▸ **Material for this task**:
//! Corner grids and the source→destination coordinate mapping.
//!
//! Pixels are treated as areas, so every image is described by the
//! positions of its pixel *edges*: corner `(j, i)` sits at the continuous
//! pixel position `(i - 0.5, j - 0.5)`. The mapping is built once per
//! request and shared read-only by every worker.
//!
//! # Pipeline
//!
//! 1. Source corners in source pixel space
//! 2. Source corners in world space (source projection, source frame)
//! 3. Destination corners in destination pixel and world space
//! 4. Source world corners re-expressed in the destination frame
//! 5. Source corners in destination pixel space

use log::debug;
use ndarray::Array2;
use skyproj::{convert_grid, Projection};

use crate::{GridShape, ReprojectError};

/// Coordinate pairs at the pixel edges of an image, shape `(rows + 1, cols + 1)`
#[derive(Debug, Clone, PartialEq)]
pub struct CornerGrid {
    /// First coordinate (pixel x or longitude)
    pub x: Array2<f64>,
    /// Second coordinate (pixel y or latitude)
    pub y: Array2<f64>,
}

impl CornerGrid {
    /// Pixel-space corners of an image with the given shape
    pub fn pixel_edges(shape: GridShape) -> Self {
        let dims = shape.corner_dims();
        Self {
            x: Array2::from_shape_fn(dims, |(_, i)| i as f64 - 0.5),
            y: Array2::from_shape_fn(dims, |(j, _)| j as f64 - 0.5),
        }
    }

    /// The four corners of pixel `(row, col)` in reversed winding.
    ///
    /// Corners are gathered as (j, i), (j, i+1), (j+1, i+1), (j+1, i) and
    /// returned in the opposite order, which is the winding the overlap
    /// primitive is always fed.
    pub fn quad(&self, row: usize, col: usize) -> ([f64; 4], [f64; 4]) {
        let index = [
            [row + 1, col],
            [row + 1, col + 1],
            [row, col + 1],
            [row, col],
        ];
        (index.map(|k| self.x[k]), index.map(|k| self.y[k]))
    }

    /// [`CornerGrid::quad`] converted from degrees to radians
    pub fn quad_radians(&self, row: usize, col: usize) -> ([f64; 4], [f64; 4]) {
        let (x, y) = self.quad(row, col);
        (x.map(f64::to_radians), y.map(f64::to_radians))
    }
}

/// Every corner grid needed to resample one source image onto one destination
#[derive(Debug, Clone)]
pub struct CornerMapping {
    pub src_shape: GridShape,
    pub dst_shape: GridShape,
    /// Source corners in source pixel space
    pub src_pixel: CornerGrid,
    /// Source corners in world space, source frame (degrees)
    pub src_world: CornerGrid,
    /// Source corners in world space, destination frame (degrees)
    pub src_world_in_dst_frame: CornerGrid,
    /// Source corners in destination pixel space
    pub src_in_dst_pixel: CornerGrid,
    /// Destination corners in destination pixel space
    pub dst_pixel: CornerGrid,
    /// Destination corners in world space, destination frame (degrees)
    pub dst_world: CornerGrid,
}

/// Locate every source pixel corner in destination pixel space.
///
/// # Arguments
/// * `src_shape` - Shape of the source image
/// * `dst_shape` - Shape of the destination image
/// * `src` - Projection of the source image
/// * `dst` - Projection of the destination image
///
/// # Errors
/// Errors from either projection are returned unchanged.
pub fn map_corners(
    src_shape: GridShape,
    dst_shape: GridShape,
    src: &dyn Projection,
    dst: &dyn Projection,
) -> Result<CornerMapping, ReprojectError> {
    debug!(
        "Mapping corners of {} source onto {} destination ({} -> {})",
        src_shape,
        dst_shape,
        src.frame(),
        dst.frame()
    );

    let src_pixel = CornerGrid::pixel_edges(src_shape);
    let (lon, lat) = src.pix2world_grid(&src_pixel.x, &src_pixel.y)?;
    let src_world = CornerGrid { x: lon, y: lat };

    let dst_pixel = CornerGrid::pixel_edges(dst_shape);
    let (lon, lat) = dst.pix2world_grid(&dst_pixel.x, &dst_pixel.y)?;
    let dst_world = CornerGrid { x: lon, y: lat };

    let (lon, lat) = convert_grid(&src_world.x, &src_world.y, src.frame(), dst.frame())?;
    let src_world_in_dst_frame = CornerGrid { x: lon, y: lat };

    let (x, y) = dst.world2pix_grid(&src_world_in_dst_frame.x, &src_world_in_dst_frame.y)?;
    let src_in_dst_pixel = CornerGrid { x, y };

    Ok(CornerMapping {
        src_shape,
        dst_shape,
        src_pixel,
        src_world,
        src_world_in_dst_frame,
        src_in_dst_pixel,
        dst_pixel,
        dst_world,
    })
}
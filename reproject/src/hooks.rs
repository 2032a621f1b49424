//! Callbacks into the parallel worker pool
//!
//! Hooks run on worker threads. They are the only way to observe or
//! influence individual workers; tests use them to inject crashes and to
//! count how many partitions reached a terminal state.

use std::fmt;
use std::ops::Range;
use std::sync::Arc;

/// Called once on each worker thread as the pool starts, with the thread index
pub type StartHook = Arc<dyn Fn(usize) + Send + Sync>;

/// Called from inside each partition job
pub type PartitionHook = Arc<dyn Fn(&PartitionEvent) + Send + Sync>;

/// How a partition job ended
#[derive(Debug, Clone, Copy, PartialEq, Eq)]
pub enum PartitionOutcome {
    /// The kernel covered the whole column range
    Completed,
    /// The orchestrator raised the halt flag before the range was finished
    Halted,
    /// The kernel returned an error or the job panicked
    Failed,
}

/// Progress of a single partition
#[derive(Debug, Clone, PartialEq, Eq)]
pub enum PartitionEvent {
    Started {
        index: usize,
        columns: Range<usize>,
    },
    Finished {
        index: usize,
        outcome: PartitionOutcome,
    },
}

/// Optional per-worker callbacks for a parallel run.
///
/// A panic inside `on_partition` while a partition starts is treated as a
/// crash of that worker. Serial runs do not invoke any hook.
#[derive(Clone, Default)]
pub struct WorkerHooks {
    pub on_start: Option<StartHook>,
    pub on_partition: Option<PartitionHook>,
}

impl WorkerHooks {
    pub fn new() -> Self {
        Self::default()
    }

    /// Set the per-thread initialization hook
    pub fn on_start<F>(mut self, hook: F) -> Self
    where
        F: Fn(usize) + Send + Sync + 'static,
    {
        self.on_start = Some(Arc::new(hook));
        self
    }

    /// Set the partition progress hook
    pub fn on_partition<F>(mut self, hook: F) -> Self
    where
        F: Fn(&PartitionEvent) + Send + Sync + 'static,
    {
        self.on_partition = Some(Arc::new(hook));
        self
    }

    pub(crate) fn partition_event(&self, event: &PartitionEvent) {
        if let Some(hook) = &self.on_partition {
            hook(event);
        }
    }
}

impl fmt::Debug for WorkerHooks {
    fn fmt(&self, f: &mut fmt::Formatter<'_>) -> fmt::Result {
        f.debug_struct("WorkerHooks")
            .field("on_start", &self.on_start.is_some())
            .field("on_partition", &self.on_partition.is_some())
            .finish()
    }
}
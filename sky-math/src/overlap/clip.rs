use nalgebra::Vector3;

/// Point where the chord s→e crosses the great circle with distances `ds`, `de`
fn edge_crossing(s: &Vector3<f64>, e: &Vector3<f64>, ds: f64, de: f64) -> Vector3<f64> {
    let t = ds / (ds - de);
    (s + (e - s) * t).normalize()
}

/// Sutherland–Hodgman clipping of `subject` against the convex polygon `clip`.
///
/// `orientation` is the sign of the clip polygon's signed area; interior
/// points satisfy `orientation * (c_i × c_{i+1}) · p >= 0` for every edge.
pub(super) fn clip_polygon(
    subject: &[Vector3<f64>],
    clip: &[Vector3<f64>],
    orientation: f64,
) -> Vec<Vector3<f64>> {
    let mut output = subject.to_vec();
    let n = clip.len();

    for i in 0..n {
        if output.is_empty() {
            break;
        }

        let normal = clip[i].cross(&clip[(i + 1) % n]) * orientation;
        let input = std::mem::take(&mut output);

        let mut prev = input[input.len() - 1];
        let mut prev_d = normal.dot(&prev);

        for current in input {
            let cur_d = normal.dot(&current);
            if cur_d >= 0.0 {
                if prev_d < 0.0 {
                    output.push(edge_crossing(&prev, &current, prev_d, cur_d));
                }
                output.push(current);
            } else if prev_d >= 0.0 {
                output.push(edge_crossing(&prev, &current, prev_d, cur_d));
            }
            prev = current;
            prev_d = cur_d;
        }
    }

    output
}
//! Serializable projection descriptions
//!
//! Lets configuration files name a projection without the caller having to
//! construct it by hand:
//!
//! ```json
//! { "type": "tan", "crpix": [49.5, 49.5], "crval": [83.63, -5.39], "scale_deg": 0.001 }
//! ```

use serde::{Deserialize, Serialize};

use crate::{CarProjection, CelestialFrame, Projection, ProjectionError, TanProjection};

/// Parameters for one of the supported projections
#[derive(Debug, Clone, PartialEq, Serialize, Deserialize)]
#[serde(tag = "type", rename_all = "lowercase")]
pub enum ProjectionSpec {
    Tan {
        crpix: [f64; 2],
        crval: [f64; 2],
        scale_deg: f64,
        #[serde(default)]
        rotation_deg: f64,
        #[serde(default)]
        frame: CelestialFrame,
    },
    Car {
        crpix: [f64; 2],
        crval: [f64; 2],
        cdelt: [f64; 2],
        #[serde(default)]
        frame: CelestialFrame,
    },
}

impl ProjectionSpec {
    /// Construct the described projection
    pub fn build(&self) -> Result<Box<dyn Projection>, ProjectionError> {
        match *self {
            ProjectionSpec::Tan {
                crpix,
                crval,
                scale_deg,
                rotation_deg,
                frame,
            } => Ok(Box::new(TanProjection::from_scale(
                crpix,
                crval,
                scale_deg,
                rotation_deg,
                frame,
            )?)),
            ProjectionSpec::Car {
                crpix,
                crval,
                cdelt,
                frame,
            } => Ok(Box::new(CarProjection::new(crpix, crval, cdelt, frame)?)),
        }
    }
}

#[cfg(test)]
mod tests {
    use super::*;

    #[test]
    fn test_parse_tan_with_defaults() {
        let json = r#"{ "type": "tan", "crpix": [49.5, 49.5], "crval": [83.63, -5.39], "scale_deg": 0.001 }"#;
        let spec: ProjectionSpec = serde_json::from_str(json).unwrap();

        assert_eq!(
            spec,
            ProjectionSpec::Tan {
                crpix: [49.5, 49.5],
                crval: [83.63, -5.39],
                scale_deg: 0.001,
                rotation_deg: 0.0,
                frame: CelestialFrame::Icrs,
            }
        );
        assert_eq!(spec.build().unwrap().frame(), CelestialFrame::Icrs);
    }

    #[test]
    fn test_parse_car_galactic() {
        let json = r#"{ "type": "car", "crpix": [0, 0], "crval": [0, 0], "cdelt": [-0.5, 0.5], "frame": "galactic" }"#;
        let spec: ProjectionSpec = serde_json::from_str(json).unwrap();
        let proj = spec.build().unwrap();
        assert_eq!(proj.frame(), CelestialFrame::Galactic);
    }

    #[test]
    fn test_build_propagates_errors() {
        let spec = ProjectionSpec::Tan {
            crpix: [0.0, 0.0],
            crval: [0.0, 0.0],
            scale_deg: -1.0,
            rotation_deg: 0.0,
            frame: CelestialFrame::Icrs,
        };
        assert!(matches!(
            spec.build(),
            Err(ProjectionError::InvalidParameter(_))
        ));
    }
}
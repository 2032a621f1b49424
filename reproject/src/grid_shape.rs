//! Image grid dimensions

use ndarray::Array2;
use serde::{Deserialize, Serialize};
use std::fmt;

/// Shape of a 2-D image grid
///
/// Follows the ndarray row-major convention: rows (y) come first, then
/// columns (x). Source and destination images carry independent shapes.
#[derive(Debug, Clone, Copy, PartialEq, Eq, Hash, Serialize, Deserialize)]
pub struct GridShape {
    /// Number of rows (pixels along y)
    pub rows: usize,
    /// Number of columns (pixels along x)
    pub cols: usize,
}

impl GridShape {
    /// Create a new GridShape
    pub fn from_rows_cols(rows: usize, cols: usize) -> Self {
        Self { rows, cols }
    }

    /// Dimensions of the pixel-edge grid, `(rows + 1, cols + 1)`
    pub fn corner_dims(&self) -> (usize, usize) {
        (self.rows + 1, self.cols + 1)
    }

    /// Zero-filled array with this shape
    pub fn zeros(&self) -> Array2<f64> {
        Array2::zeros((self.rows, self.cols))
    }

    /// Get total number of pixels
    pub fn pixel_count(&self) -> usize {
        self.rows * self.cols
    }

    /// True if the grid holds no pixels
    pub fn is_empty(&self) -> bool {
        self.pixel_count() == 0
    }

    /// Convert to an ndarray shape tuple `(rows, cols)`
    pub fn to_tuple(&self) -> (usize, usize) {
        (self.rows, self.cols)
    }
}

impl From<(usize, usize)> for GridShape {
    fn from((rows, cols): (usize, usize)) -> Self {
        Self::from_rows_cols(rows, cols)
    }
}

impl From<GridShape> for (usize, usize) {
    fn from(shape: GridShape) -> Self {
        shape.to_tuple()
    }
}

impl fmt::Display for GridShape {
    fn fmt(&self, f: &mut fmt::Formatter) -> fmt::Result {
        write!(f, "{}x{}", self.rows, self.cols)
    }
}
//! Spherical geometry for flux-conserving reprojection.
//!
//! Pixel footprints on the celestial sphere are quadrilaterals bounded by
//! great-circle arcs. This crate computes the solid angle shared by two such
//! quadrilaterals, which is the primitive the reprojection kernel uses to
//! split a source pixel's flux across destination pixels.

pub mod overlap;

pub use overlap::{
    lonlat_to_unit, spherical_polygon_area, spherical_quad_overlap, GeometryError, Overlap,
    OverlapArea, OverlapStatus, SphericalPolygonOverlap,
};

▸ **Work instruction**:
Your response should contain each line of the listing in which the word "Copy" occurs.

▸ **Expected answer**:
#[derive(Debug, Clone, Copy, PartialEq, Eq)]
#[derive(Debug, Clone, Copy, PartialEq, Eq, Hash, Serialize, Deserialize)]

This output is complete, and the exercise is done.